9. Mittel nach Anspruch 7, wobei das Proliferations- und chemotaktische Mittel in der Matrix TGF-ß in einer Konzentration von 2 bis 50 ng/ml ist und der transformierende Faktor TGF-ß ist, assoziiert mit einem geeigneten Freisetzungssystem, welches in der Matrix eine TGF-ß-Konzentration von über 200 ng/ml bereitstellt.

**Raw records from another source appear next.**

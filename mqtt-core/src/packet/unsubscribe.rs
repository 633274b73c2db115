use bytes::{Buf, BufMut, Bytes, BytesMut};

use crate::{
    err::{DecodeError, DecodeErrorKind, EncodeError},
    io::encode_packet_length,
    topic::TopicFilter,
};

use super::PacketType;

#[derive(PartialEq, Debug, Clone)]
pub struct UnsubscribePacket {
    pub packet_id: u16,
    pub filters: Vec<TopicFilter>,
}

impl UnsubscribePacket {
    pub fn new(packet_id: u16, filters: Vec<TopicFilter>) -> Self {
        return Self { packet_id, filters };
    }

    pub fn encode(&self) -> Result<Bytes, EncodeError> {
        let mut variable_header = BytesMut::new();
        variable_header.put_u16(self.packet_id);

        let mut payload = BytesMut::new();
        for filter in &self.filters {
            crate::io::encode_utf8(&mut payload, &filter.clone().to_string())?;
        }

        let mut out = BytesMut::new();
        // flag bits must be 0b0010, per the fixed header's reserved-bits rule for UNSUBSCRIBE.
        out.put_u8(PacketType::UNSUBSCRIBE as u8 | 0b0010);
        encode_packet_length(&mut out, variable_header.len() + payload.len())?;
        out.extend_from_slice(&variable_header);
        out.extend_from_slice(&payload);

        return Ok(out.freeze());
    }

    pub fn decode(bytes: &mut Bytes) -> Result<Self, DecodeError> {
        if bytes.len() < 2 {
            return Err(DecodeError::new(
                DecodeErrorKind::Eof,
                String::from("UNSUBSCRIBE missing packet id."),
            ));
        }
        let packet_id = bytes.get_u16();

        if bytes.is_empty() {
            return Err(DecodeError::new(
                DecodeErrorKind::ProtocolError,
                String::from("UNSUBSCRIBE must contain at least one topic filter."),
            ));
        }

        let mut filters = Vec::new();
        while !bytes.is_empty() {
            filters.push(TopicFilter::decode(bytes)?);
        }

        return Ok(Self { packet_id, filters });
    }
}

10. Mittel nach Anspruch 1 oder 2, wobei das Freisetzungssystem ausgewählt ist aus Liposomen, biologisch zersetzbaren Polymeren, Kollagenfasern, die mit Heparinsulfatproteoglykanen chemisch verknüpft sind, und auf Kohlenhydraten basierenden Partikeln.

11. Mittel zur Behandlung oder Wiederherstellung von Defekten oder Schäden im Knorpel, umfassend:

Fibrinmatrix, die durch Zusatz von Thrombin zu einer Fibrinogenlösung hergestellt wird,

TGF-ß, der als proliferationsmittel und cheniotaktisches Mittel in einer Konzentration von 2 bis 10 ng pro ml Fibrinogenlösung vorliegt, wodurch die Proliferation von Reparaturzellen und deren Anlockung in die Matrix und den Defekt stimuliert wird, und

TGF-ß, der in Liposomen verkapselt ist und in einer Konzentration von über 200 ng pro ml Fibrinogenlösung als transformierender Faktor vorliegt, der anschließend zu den proliferierten Reparaturzellen freigesetzt wird, wodurch die Reparaturzellen in Knorpelgewebe erzeugende Chondrocyten transformiert werden.

12. Mittel nach Anspruch 1 oder 2, das ferner einen Faktor zur Förderung der Haftwirkung der Zellen enthält, umfassend das Tripeptid Arg-Gly-Asp.

13. Verwendung von einem oder mehreren Mitteln der Ansprüche 1 bis 12 zur Herstellung eines Medikamentes für die Behandlung von oberflächlichen Knorpeldefekten.